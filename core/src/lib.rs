//! pinin-core
//!
//! Language-agnostic building blocks for phonetic fuzzy search, shared by the
//! `pinin` crate.
//!
//! Public API:
//! - `PhoneticIndex` - Search tree over interned phonetic units, walked under a `Logic`
//! - `PhoneticUnit` - What an indexed position must answer during a walk
//! - `IndexSet` - Set of query lengths a unit can consume
//! - `StringPool` - Append-only id ↔ string storage
//! - `codec` - Version-tagged bincode images
//! - `InitError`, `DeserializeError`, `LookupError` - Error taxonomy

pub mod error;
pub use error::{DeserializeError, InitError, LookupError};

pub mod index_set;
pub use index_set::IndexSet;

pub mod trie;
pub use trie::{SearchTree, Symbol};

pub mod index;
pub use index::{match_units, Logic, PhoneticIndex, PhoneticUnit, SymbolTable};

pub mod pool;
pub use pool::StringPool;

pub mod codec;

WORK ORDER: Only one stretch is wanted, so please give again exactly the lines from the start of the data through the line containing "pub mod trie;", both ends included.

EXERCISE RESULT:
filename core/src/lib.rs
//! pinin-core
//!
//! Language-agnostic building blocks for phonetic fuzzy search, shared by the
//! `pinin` crate.
//!
//! Public API:
//! - `PhoneticIndex` - Search tree over interned phonetic units, walked under a `Logic`
//! - `PhoneticUnit` - What an indexed position must answer during a walk
//! - `IndexSet` - Set of query lengths a unit can consume
//! - `StringPool` - Append-only id ↔ string storage
//! - `codec` - Version-tagged bincode images
//! - `InitError`, `DeserializeError`, `LookupError` - Error taxonomy

pub mod error;
pub use error::{DeserializeError, InitError, LookupError};

pub mod index_set;
pub use index_set::IndexSet;

pub mod trie;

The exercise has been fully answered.